In 2015, the housing authority in Bath, Maine, created the Comfortably Home program after seeing the maintenance challenges that older people and those with disabilities faced in the challenge of continuing to live at home.

“We kept hearing that the housing wasn’t working for the residents, but they didn’t want to leave. They’d say ‘the only way you’re getting me out of here is feet first in a pine box’,” Bath Housing executive director Debora Keller said. “Meanwhile, the waiting list to get into Bath Housing units was two years long. We had to do something to help residents live more safely and longer in their own homes.”

The small Bath Housing program has worked on about 300 homes in the Maine coastal city of 8,760 residents. The idea has rippled across the state and has been replicated in 14 of Maine’s 16 counties and sparked the idea for a national effort called the Older Adult Home Modification Program through the U.S. Department of Housing and Urban Development, Keller said.
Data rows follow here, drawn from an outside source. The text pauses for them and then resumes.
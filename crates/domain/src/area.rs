//! Area — a logical grouping (room, floor, zone) for devices and entities.

use serde::{Deserialize, Serialize};

use crate::error::{ClimGroupError, ValidationError};
use crate::id::AreaId;

/// A logical grouping such as a room, floor, or zone.
#[derive(Debug, Clone, PartialEq, Eq, Serialize, Deserialize)]
pub struct Area {
    pub id: AreaId,
    pub name: String,
}

impl Area {
    /// Create a builder for constructing an [`Area`].
    #[must_use]
    pub fn builder() -> AreaBuilder {
        AreaBuilder::default()
    }

    /// Check domain invariants.
    ///
    /// # Errors
    ///
    /// Returns [`ClimGroupError::Validation`] when `name` is empty.
    pub fn validate(&self) -> Result<(), ClimGroupError> {
        if self.name.is_empty() {
            return Err(ValidationError::EmptyName.into());
        }
        Ok(())
    }
}

/// Step-by-step builder for [`Area`].
#[derive(Debug, Default)]
pub struct AreaBuilder {
    id: Option<AreaId>,
    name: Option<String>,
}

impl AreaBuilder {
    #[must_use]
    pub fn id(mut self, id: AreaId) -> Self {
        self.id = Some(id);
        self
    }

    #[must_use]
    pub fn name(mut self, name: impl Into<String>) -> Self {
        self.name = Some(name.into());
        self
    }

    /// Consume the builder, validate, and return an [`Area`].
    ///
    /// The name defaults to the identifier when not given.
    ///
    /// # Errors
    ///
    /// Returns [`ClimGroupError::Validation`] if the id is missing or the
    /// resulting name is empty.
    pub fn build(self) -> Result<Area, ClimGroupError> {
        let id = self.id.ok_or(ValidationError::EmptyId)?;
        let name = self.name.unwrap_or_else(|| id.to_string());
        let area = Area { id, name };
        area.validate()?;
        Ok(area)
    }
}
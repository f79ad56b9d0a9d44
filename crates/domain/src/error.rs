//! Common error types used across the workspace.
//!
//! Each layer defines its own typed errors and converts into
//! [`ClimGroupError`] via `#[from]` when crossing a port boundary.

/// Top-level error for domain and port operations.
#[derive(Debug, thiserror::Error)]
pub enum ClimGroupError {
    #[error("validation error")]
    Validation(#[from] ValidationError),

    #[error("not found")]
    NotFound(#[from] NotFoundError),

    #[error("command error")]
    Command(#[from] CommandError),
}

/// A domain invariant was violated.
#[derive(Debug, Clone, PartialEq, Eq, thiserror::Error)]
pub enum ValidationError {
    #[error("name must not be empty")]
    EmptyName,

    #[error("identifier must not be empty")]
    EmptyId,

    #[error("identifier {0} is registered twice")]
    DuplicateId(String),

    #[error("unknown state {0:?}")]
    UnknownState(String),

    #[error("unknown hvac mode {0:?}")]
    UnknownHvacMode(String),
}

/// A lookup did not find the requested record.
#[derive(Debug, Clone, PartialEq, Eq, thiserror::Error)]
#[error("{entity} {id} not found")]
pub struct NotFoundError {
    pub entity: &'static str,
    pub id: String,
}

/// An actuator rejected or could not execute a command.
#[derive(Debug, Clone, PartialEq, Eq, thiserror::Error)]
pub enum CommandError {
    #[error("entity {0} does not accept climate commands")]
    Unsupported(String),

    #[error("entity {0} is unavailable")]
    Unavailable(String),

    #[error("command rejected: {0}")]
    Rejected(String),
}
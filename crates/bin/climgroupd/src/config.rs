//! Configuration loading — TOML file with environment variable overrides.
//!
//! Looks for `climgroup.toml` in the working directory. Every field has a
//! sensible default so the file is optional. Environment variables take
//! precedence over file values.

use std::time::Duration;

use serde::Deserialize;

use climgroup_app::dispatcher::DispatcherConfig;
use climgroup_app::window_control::ControllerConfig;
use climgroup_domain::context::CallOrigin;
use climgroup_domain::hvac::HvacMode;
use climgroup_domain::id::{AreaId, EntityId};
use climgroup_domain::target::{StateFragment, TargetState};
use climgroup_domain::window::WindowControlMode;

const MAX_OPEN_DELAY_SECS: u64 = 120;
const MAX_CLOSE_DELAY_SECS: u64 = 300;
const MAX_DEBOUNCE_SECS: f64 = 10.0;
const MAX_RETRY_ATTEMPTS: u32 = 5;
const MAX_RETRY_DELAY_SECS: f64 = 10.0;
const MIN_TEMP_OFF_RANGE: std::ops::RangeInclusive<f64> = 0.0..=35.0;

/// Top-level configuration.
#[derive(Debug, Deserialize)]
#[serde(default)]
pub struct Config {
    /// Logging settings.
    pub logging: LoggingConfig,
    /// Window sensors and their delays.
    pub window_control: WindowControlConfig,
    /// Dispatcher debounce and retry settings.
    pub timings: TimingsConfig,
    /// Initial desired state of the group.
    pub target: StateFragment,
    /// Layout of the virtual home.
    pub home: HomeConfig,
}

/// Logging configuration.
#[derive(Debug, Deserialize)]
#[serde(default)]
pub struct LoggingConfig {
    /// Filter directive (`RUST_LOG` syntax).
    pub filter: String,
}

/// Window control configuration.
#[derive(Debug, Deserialize)]
#[serde(default)]
pub struct WindowControlConfig {
    pub mode: WindowControlMode,
    /// Monitored window sensors.
    pub window_sensors: Vec<EntityId>,
    /// How long a window must stay open before its area is turned off.
    pub open_delay_secs: u64,
    /// How long a window must stay closed before its area is restored.
    pub close_delay_secs: u64,
    /// Setpoint sent along with every window-triggered turn-off.
    pub min_temp_off: Option<f64>,
}

/// Dispatcher timings.
#[derive(Debug, Deserialize)]
#[serde(default)]
pub struct TimingsConfig {
    pub debounce_delay_secs: f64,
    /// Attempts after the first one when a mode change is not confirmed.
    pub retry_attempts: u32,
    pub retry_delay_secs: f64,
}

/// Virtual home layout.
#[derive(Debug, Default, Deserialize)]
#[serde(default)]
pub struct HomeConfig {
    pub areas: Vec<AreaConfig>,
    /// Member thermostats not assigned to any area.
    pub unassigned_thermostats: Vec<EntityId>,
}

/// One area of the virtual home.
#[derive(Debug, Deserialize)]
pub struct AreaConfig {
    pub id: AreaId,
    #[serde(default)]
    pub name: Option<String>,
    #[serde(default)]
    pub windows: Vec<EntityId>,
    #[serde(default)]
    pub thermostats: Vec<EntityId>,
}

impl Config {
    /// Load configuration from `climgroup.toml` (if present) then apply
    /// environment-variable overrides.
    ///
    /// # Errors
    ///
    /// Returns an error if the TOML file exists but is malformed, or if the
    /// resulting configuration is out of range.
    pub fn load() -> Result<Self, ConfigError> {
        let mut config = Self::from_file("climgroup.toml")?;
        config.apply_env_overrides();
        config.validate()?;
        Ok(config)
    }

    fn from_file(path: &str) -> Result<Self, ConfigError> {
        match std::fs::read_to_string(path) {
            Ok(content) => toml::from_str(&content).map_err(ConfigError::Parse),
            Err(err) if err.kind() == std::io::ErrorKind::NotFound => Ok(Self::default()),
            Err(err) => Err(ConfigError::Io(err)),
        }
    }

    fn apply_env_overrides(&mut self) {
        if let Ok(val) = std::env::var("CLIMGROUP_OPEN_DELAY")
            && let Ok(secs) = val.parse()
        {
            self.window_control.open_delay_secs = secs;
        }
        if let Ok(val) = std::env::var("CLIMGROUP_CLOSE_DELAY")
            && let Ok(secs) = val.parse()
        {
            self.window_control.close_delay_secs = secs;
        }
        if let Ok(val) = std::env::var("CLIMGROUP_LOG") {
            self.logging.filter = val;
        }
        if let Ok(val) = std::env::var("RUST_LOG") {
            self.logging.filter = val;
        }
    }

    fn validate(&self) -> Result<(), ConfigError> {
        let window = &self.window_control;
        if window.open_delay_secs > MAX_OPEN_DELAY_SECS {
            return Err(ConfigError::Validation(format!(
                "open_delay_secs must be at most {MAX_OPEN_DELAY_SECS}"
            )));
        }
        if window.close_delay_secs > MAX_CLOSE_DELAY_SECS {
            return Err(ConfigError::Validation(format!(
                "close_delay_secs must be at most {MAX_CLOSE_DELAY_SECS}"
            )));
        }
        if window.mode == WindowControlMode::AreaBased && window.window_sensors.is_empty() {
            return Err(ConfigError::Validation(
                "area_based window control needs at least one window sensor".to_string(),
            ));
        }
        if let Some(blank) = window
            .window_sensors
            .iter()
            .find(|sensor| sensor.as_str().trim().is_empty())
        {
            return Err(ConfigError::Validation(format!(
                "invalid window sensor id {:?}",
                blank.as_str()
            )));
        }

        if let Some(min_temp) = window.min_temp_off
            && !MIN_TEMP_OFF_RANGE.contains(&min_temp)
        {
            return Err(ConfigError::Validation(format!(
                "min_temp_off must be between {} and {}",
                MIN_TEMP_OFF_RANGE.start(),
                MIN_TEMP_OFF_RANGE.end()
            )));
        }

        let timings = &self.timings;
        if !(0.0..=MAX_DEBOUNCE_SECS).contains(&timings.debounce_delay_secs) {
            return Err(ConfigError::Validation(format!(
                "debounce_delay_secs must be between 0 and {MAX_DEBOUNCE_SECS}"
            )));
        }
        if timings.retry_attempts > MAX_RETRY_ATTEMPTS {
            return Err(ConfigError::Validation(format!(
                "retry_attempts must be at most {MAX_RETRY_ATTEMPTS}"
            )));
        }
        if !(0.0..=MAX_RETRY_DELAY_SECS).contains(&timings.retry_delay_secs) {
            return Err(ConfigError::Validation(format!(
                "retry_delay_secs must be between 0 and {MAX_RETRY_DELAY_SECS}"
            )));
        }
        Ok(())
    }

    /// Controller settings for the configured sensors and delays.
    #[must_use]
    pub fn controller_config(&self) -> ControllerConfig {
        let window = &self.window_control;
        ControllerConfig {
            mode: window.mode,
            window_sensors: window.window_sensors.clone(),
            open_delay: Duration::from_secs(window.open_delay_secs),
            close_delay: Duration::from_secs(window.close_delay_secs),
        }
    }

    /// Settings of the window-control dispatcher.
    #[must_use]
    pub fn dispatcher_config(&self) -> DispatcherConfig {
        let config = DispatcherConfig::new(CallOrigin::WindowControl)
            .with_debounce(seconds(self.timings.debounce_delay_secs))
            .with_retry(
                self.timings.retry_attempts,
                seconds(self.timings.retry_delay_secs),
            );
        match self.window_control.min_temp_off {
            Some(min_temp) => config.with_min_temp_off(min_temp),
            None => config,
        }
    }

    /// The desired state the group starts with.
    #[must_use]
    pub fn initial_target(&self) -> TargetState {
        TargetState::new(self.target.clone())
    }

    /// Mode the virtual thermostats start in.
    #[must_use]
    pub fn initial_hvac_mode(&self) -> HvacMode {
        self.target.hvac_mode.unwrap_or(HvacMode::Heat)
    }
}

fn seconds(value: f64) -> Duration {
    Duration::try_from_secs_f64(value).unwrap_or_default()
}

impl Default for Config {
    fn default() -> Self {
        Self {
            logging: LoggingConfig::default(),
            window_control: WindowControlConfig::default(),
            timings: TimingsConfig::default(),
            target: StateFragment::hvac(HvacMode::Heat).with_temperature(21.0),
            home: HomeConfig::default(),
        }
    }
}

impl Default for LoggingConfig {
    fn default() -> Self {
        Self {
            filter: "climgroupd=info,climgroup_app=info".to_string(),
        }
    }
}

impl Default for WindowControlConfig {
    fn default() -> Self {
        Self {
            mode: WindowControlMode::default(),
            window_sensors: Vec::new(),
            open_delay_secs: 15,
            close_delay_secs: 30,
            min_temp_off: None,
        }
    }
}

impl Default for TimingsConfig {
    fn default() -> Self {
        Self {
            debounce_delay_secs: 0.0,
            retry_attempts: 1,
            retry_delay_secs: 2.5,
        }
    }
}

/// Configuration errors.
#[derive(Debug, thiserror::Error)]
pub enum ConfigError {
    /// TOML parse failure.
    #[error("failed to parse config file")]
    Parse(#[from] toml::de::Error),
    /// File I/O failure.
    #[error("failed to read config file")]
    Io(#[from] std::io::Error),
    /// Semantic validation failure.
    #[error("invalid configuration: {0}")]
    Validation(String),
}
//! Virtual device implementations — window contacts and thermostats.

mod thermostat;
mod window;

pub use thermostat::{ThermostatFault, VirtualThermostat};
pub use window::VirtualWindow;
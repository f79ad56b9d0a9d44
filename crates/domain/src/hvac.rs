//! HVAC operating modes.

use std::fmt;
use std::str::FromStr;

use serde::{Deserialize, Serialize};

use crate::error::ValidationError;

/// Operating mode of a climate actuator.
#[derive(Debug, Clone, Copy, PartialEq, Eq, Hash, Serialize, Deserialize)]
#[serde(rename_all = "snake_case")]
pub enum HvacMode {
    Off,
    Heat,
    Cool,
    HeatCool,
    Auto,
    Dry,
    FanOnly,
}

impl HvacMode {
    #[must_use]
    pub fn as_str(self) -> &'static str {
        match self {
            Self::Off => "off",
            Self::Heat => "heat",
            Self::Cool => "cool",
            Self::HeatCool => "heat_cool",
            Self::Auto => "auto",
            Self::Dry => "dry",
            Self::FanOnly => "fan_only",
        }
    }
}

impl fmt::Display for HvacMode {
    fn fmt(&self, f: &mut fmt::Formatter<'_>) -> fmt::Result {
        f.write_str(self.as_str())
    }
}

impl FromStr for HvacMode {
    type Err = ValidationError;

    fn from_str(s: &str) -> Result<Self, Self::Err> {
        match s {
            "off" => Ok(Self::Off),
            "heat" => Ok(Self::Heat),
            "cool" => Ok(Self::Cool),
            "heat_cool" => Ok(Self::HeatCool),
            "auto" => Ok(Self::Auto),
            "dry" => Ok(Self::Dry),
            "fan_only" => Ok(Self::FanOnly),
            other => Err(ValidationError::UnknownHvacMode(other.to_string())),
        }
    }
}
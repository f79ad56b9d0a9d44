//! In-memory fakes for the ports, shared by the unit tests of this crate.

use std::collections::{HashMap, HashSet};
use std::future::Future;
use std::sync::{Arc, Mutex};
use std::time::Duration;

use climgroup_domain::context::CallContext;
use climgroup_domain::entity::{EntityRegistration, EntityState};
use climgroup_domain::error::{ClimGroupError, CommandError};
use climgroup_domain::id::{AreaId, DeviceId, EntityId};
use climgroup_domain::service::ServiceCall;
use climgroup_domain::target::TargetState;

use crate::ports::{
    AreaRegistry, CommandExecutor, MemberProvider, StateReader, TargetStateProvider,
};

pub(crate) fn id(raw: &str) -> EntityId {
    EntityId::new(raw).unwrap()
}

pub(crate) fn area(raw: &str) -> AreaId {
    AreaId::new(raw).unwrap()
}

/// A whole home behind every port: registry, states, group and executor.
///
/// Executed `set_hvac_mode` calls are applied to the addressed entities,
/// except for entities marked as ignoring commands. With a settle delay
/// the mode only lands once that delay has passed.
#[derive(Default)]
pub(crate) struct FakeHome {
    registrations: Mutex<HashMap<EntityId, EntityRegistration>>,
    device_areas: Mutex<HashMap<DeviceId, AreaId>>,
    states: Arc<Mutex<HashMap<EntityId, EntityState>>>,
    settle_delay: Mutex<Option<Duration>>,
    members: Mutex<Option<Vec<EntityId>>>,
    target: Mutex<TargetState>,
    calls: Mutex<Vec<(ServiceCall, CallContext)>>,
    ignoring: Mutex<HashSet<EntityId>>,
    failures: Mutex<u32>,
}

impl FakeHome {
    pub(crate) fn register(&self, registration: EntityRegistration) {
        self.registrations
            .lock()
            .unwrap()
            .insert(registration.entity_id.clone(), registration);
    }

    pub(crate) fn place_device(&self, device: &str, area_id: &str) {
        self.device_areas
            .lock()
            .unwrap()
            .insert(DeviceId::new(device).unwrap(), area(area_id));
    }

    /// Register a window sensor in `area_id` (or nowhere) reading `state`.
    pub(crate) fn window(&self, entity: &str, area_id: Option<&str>, state: EntityState) {
        let mut registration = EntityRegistration::orphan(id(entity));
        if let Some(area_id) = area_id {
            registration = registration.with_area(area(area_id));
        }
        self.register(registration);
        self.set_state(entity, state);
    }

    /// Register a member thermostat in `area_id` (or nowhere) reading `state`.
    pub(crate) fn thermostat(&self, entity: &str, area_id: Option<&str>, state: EntityState) {
        self.window(entity, area_id, state);
        self.members
            .lock()
            .unwrap()
            .get_or_insert_with(Vec::new)
            .push(id(entity));
    }

    pub(crate) fn set_state(&self, entity: &str, state: EntityState) {
        self.states.lock().unwrap().insert(id(entity), state);
    }

    pub(crate) fn set_target(&self, target: TargetState) {
        *self.target.lock().unwrap() = target;
    }

    pub(crate) fn clear_members(&self) {
        *self.members.lock().unwrap() = None;
    }

    pub(crate) fn ignore_commands(&self, entity: &str) {
        self.ignoring.lock().unwrap().insert(id(entity));
    }

    pub(crate) fn settle_after(&self, delay: Duration) {
        *self.settle_delay.lock().unwrap() = Some(delay);
    }

    pub(crate) fn fail_next(&self, count: u32) {
        *self.failures.lock().unwrap() = count;
    }

    pub(crate) fn calls(&self) -> Vec<(ServiceCall, CallContext)> {
        self.calls.lock().unwrap().clone()
    }
}

impl AreaRegistry for FakeHome {
    fn entity_entry(&self, entity_id: &EntityId) -> Option<EntityRegistration> {
        self.registrations.lock().unwrap().get(entity_id).cloned()
    }

    fn device_area(&self, device_id: &DeviceId) -> Option<AreaId> {
        self.device_areas.lock().unwrap().get(device_id).cloned()
    }
}

impl StateReader for FakeHome {
    fn state(&self, entity_id: &EntityId) -> EntityState {
        self.states
            .lock()
            .unwrap()
            .get(entity_id)
            .copied()
            .unwrap_or_default()
    }
}

impl MemberProvider for FakeHome {
    fn member_ids(&self) -> Option<Vec<EntityId>> {
        self.members.lock().unwrap().clone()
    }
}

impl TargetStateProvider for FakeHome {
    fn target_state(&self) -> TargetState {
        self.target.lock().unwrap().clone()
    }
}

impl CommandExecutor for FakeHome {
    fn execute(
        &self,
        call: ServiceCall,
        context: &CallContext,
    ) -> impl Future<Output = Result<(), ClimGroupError>> + Send {
        self.calls.lock().unwrap().push((call.clone(), context.clone()));

        let result: Result<(), ClimGroupError> = {
            let mut failures = self.failures.lock().unwrap();
            if *failures > 0 {
                *failures -= 1;
                Err(CommandError::Rejected(call.service.to_string()).into())
            } else {
                if let Some(mode) = call.hvac_mode() {
                    let applied: Vec<EntityId> = {
                        let ignoring = self.ignoring.lock().unwrap();
                        call.entity_ids
                            .iter()
                            .filter(|e| !ignoring.contains(*e))
                            .cloned()
                            .collect()
                    };
                    let states = Arc::clone(&self.states);
                    let apply = move || {
                        let mut states = states.lock().unwrap();
                        for entity_id in applied {
                            states.insert(entity_id, EntityState::from(mode));
                        }
                    };
                    match *self.settle_delay.lock().unwrap() {
                        Some(delay) => {
                            tokio::spawn(async move {
                                tokio::time::sleep(delay).await;
                                apply();
                            });
                        }
                        None => apply(),
                    }
                }
                Ok(())
            }
        };
        async { result }
    }
}
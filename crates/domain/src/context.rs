//! Call context — provenance attached to every dispatched command.
//!
//! State changes caused by our own commands carry the [`CallContext`] they
//! were issued with, so observers can tell them apart from changes made by a
//! user or another system and avoid feedback loops.

use std::fmt;

use serde::{Deserialize, Serialize};

use crate::id::{ContextId, EntityId};
use crate::time::Timestamp;

/// Which part of the group issued a command.
#[derive(Debug, Clone, Copy, PartialEq, Eq, Hash, Serialize, Deserialize)]
#[serde(rename_all = "snake_case")]
pub enum CallOrigin {
    /// Direct user commands on the group.
    Group,
    /// Member synchronisation (lock/mirror).
    SyncMode,
    /// Area-based window control.
    WindowControl,
    /// Schedule-driven target changes.
    Schedule,
}

impl CallOrigin {
    #[must_use]
    pub fn as_str(self) -> &'static str {
        match self {
            Self::Group => "group",
            Self::SyncMode => "sync_mode",
            Self::WindowControl => "window_control",
            Self::Schedule => "schedule",
        }
    }
}

impl fmt::Display for CallOrigin {
    fn fmt(&self, f: &mut fmt::Formatter<'_>) -> fmt::Result {
        f.write_str(self.as_str())
    }
}

/// Provenance tag of one dispatched command batch.
#[derive(Debug, Clone, PartialEq, Eq, Serialize, Deserialize)]
pub struct CallContext {
    pub id: ContextId,
    pub origin: CallOrigin,
    /// `"<unix timestamp>|<entity>"`: when the batch was issued and which
    /// entity last shaped the state being applied.
    pub parent_id: String,
}

impl CallContext {
    #[must_use]
    pub fn new(origin: CallOrigin, issued_at: Timestamp, entity: Option<&EntityId>) -> Self {
        let micros = issued_at.timestamp_micros();
        let entity = entity.map(EntityId::as_str).unwrap_or_default();
        Self {
            id: ContextId::new(),
            origin,
            parent_id: format!("{}.{:06}|{entity}", micros / 1_000_000, micros % 1_000_000),
        }
    }
}
//! Area resolver — which area an entity belongs to.

use climgroup_domain::id::{AreaId, EntityId};

use crate::ports::AreaRegistry;

/// Maps entities to areas through the registry.
///
/// An entity's own area assignment wins; otherwise the area of its owning
/// device is used. Entities with neither resolve to `None`, which callers
/// treat as "not under area-based control".
pub struct AreaResolver<R> {
    registry: R,
}

impl<R: AreaRegistry> AreaResolver<R> {
    /// Create a new resolver backed by the given registry.
    pub fn new(registry: R) -> Self {
        Self { registry }
    }

    /// Area of `entity_id`, with device-level fallback.
    pub fn resolve(&self, entity_id: &EntityId) -> Option<AreaId> {
        let Some(entry) = self.registry.entity_entry(entity_id) else {
            tracing::trace!(entity = %entity_id, "entity not registered");
            return None;
        };
        if let Some(area_id) = entry.area_id {
            tracing::trace!(entity = %entity_id, area = %area_id, "entity area");
            return Some(area_id);
        }
        let device_id = entry.device_id?;
        let area_id = self.registry.device_area(&device_id);
        tracing::trace!(
            entity = %entity_id,
            device = %device_id,
            area = ?area_id,
            "device area fallback"
        );
        area_id
    }

    /// The `candidates` that resolve to `area_id`, in their original order.
    pub fn entities_in_area<'a>(
        &self,
        candidates: impl IntoIterator<Item = &'a EntityId>,
        area_id: &AreaId,
    ) -> Vec<EntityId> {
        candidates
            .into_iter()
            .filter(|entity_id| self.resolve(entity_id).as_ref() == Some(area_id))
            .cloned()
            .collect()
    }
}
//! Player shortcuts for the watch page.

use std::time::Duration;

use crossterm::event::{KeyCode, KeyEvent, KeyEventKind, KeyModifiers};

use crate::config::Config;
use crate::error::Result;
use crate::player::PlayerBackend;

/// What the surrounding page looks like when a key arrives.
#[derive(Debug, Clone, Copy, Default, PartialEq, Eq)]
pub struct ShortcutContext {
    pub menu_open: bool,
    /// Focus sits on a button or menu item that owns its own keys.
    pub focus_on_control: bool,
    pub player_ready: bool,
}

#[derive(Debug, Clone, Copy, PartialEq)]
pub enum Shortcut {
    TogglePlay,
    ToggleFullscreen,
    ToggleMute,
    /// Relative seek in seconds.
    Seek(f64),
    /// Relative volume change on the `0..=1` scale.
    Volume(f64),
}

/// Whether a key was consumed. `Handled` keeps the key from reaching any
/// other binding.
#[derive(Debug, Clone, Copy, PartialEq, Eq)]
pub enum KeyOutcome {
    Handled,
    Ignored,
}

impl KeyOutcome {
    pub fn is_handled(self) -> bool {
        self == KeyOutcome::Handled
    }
}

/// Feedback to show after a shortcut ran.
#[derive(Debug, Clone, PartialEq)]
pub struct Feedback {
    pub text: String,
    pub duration: Duration,
}

const BLOCKING_MODIFIERS: KeyModifiers = KeyModifiers::CONTROL
    .union(KeyModifiers::ALT)
    .union(KeyModifiers::META)
    .union(KeyModifiers::SUPER);

/// Map a key to a player shortcut, or `None` when the key is not ours.
pub fn dispatch(key: &KeyEvent, ctx: ShortcutContext, config: &Config) -> Option<Shortcut> {
    if key.kind == KeyEventKind::Release {
        return None;
    }
    if key.modifiers.intersects(BLOCKING_MODIFIERS) {
        return None;
    }
    if !ctx.player_ready || ctx.focus_on_control || ctx.menu_open {
        return None;
    }

    let step = if key.modifiers.contains(KeyModifiers::SHIFT) {
        config.fine_seek_step_secs
    } else {
        config.seek_step_secs
    };

    match key.code {
        KeyCode::Char('k') | KeyCode::Char(' ') => Some(Shortcut::TogglePlay),
        KeyCode::Char('f') => Some(Shortcut::ToggleFullscreen),
        KeyCode::Char('m') => Some(Shortcut::ToggleMute),
        KeyCode::Right => Some(Shortcut::Seek(step)),
        KeyCode::Left => Some(Shortcut::Seek(-step)),
        KeyCode::Up => Some(Shortcut::Volume(config.volume_step)),
        KeyCode::Down => Some(Shortcut::Volume(-config.volume_step)),
        _ => None,
    }
}

/// Run `shortcut` against the player.
pub fn apply(shortcut: Shortcut, player: &mut dyn PlayerBackend, config: &Config) -> Result<Option<Feedback>> {
    let short = |text: String| {
        Some(Feedback {
            text,
            duration: config.short_toast(),
        })
    };

    match shortcut {
        Shortcut::TogglePlay => {
            if player.paused() {
                player.play()?;
            } else {
                player.pause()?;
            }
            Ok(None)
        }
        Shortcut::ToggleFullscreen => {
            player.set_fullscreen(!player.fullscreen())?;
            Ok(None)
        }
        Shortcut::ToggleMute => {
            let muted = !player.muted();
            player.set_muted(muted)?;
            Ok(short(if muted { "Muted" } else { "Unmuted" }.to_string()))
        }
        Shortcut::Seek(delta) => {
            let target = player.position() + delta;
            let duration = player.duration();
            let target = if duration.is_finite() { target.min(duration) } else { target };
            player.seek_to(target.max(0.0))?;
            Ok(None)
        }
        Shortcut::Volume(delta) => {
            let volume = (player.volume() + delta).clamp(0.0, 1.0);
            player.set_volume(volume)?;
            Ok(short(format!("Volume: {}%", (volume * 100.0).round() as u32)))
        }
    }
}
Comfortably Home installs handrails and shower seats, repairs stairs and windows, provides weatherizing, upgrades lighting, and installs carbon monoxide detectors and smoke detectors, among other safety measures. Home entrances like stairs or ramps also get fixed, allowing for safer egress. Finding contractors and affording the renovations were the biggest barriers to people having the upgrades done themselves.

“I’m proud of the elegant simplicity of this program. It’s so simple and such a no-brainer. People don’t fully realize what we’re doing, but it’s expanding nationally and we’ve created a model that’s simple with a low barrier to entry,” Keller said.

Bath’s Comfortably Home program has allowed residents to age in their own homes, which has reduced pressure on waiting lists for public housing assistance, which in turn has allowed housing authorities to help those with the greatest need, Keller said.

“It’s a low-cost, high-impact program,” Keller said. “In a negative world and a negative time, we’re inundated with thank you’s and gratitude. In one case, the primary thing the resident wanted was to be able to go outside. Suddenly, with our help, this person could go outside and listen to the birds and look at the flowers.”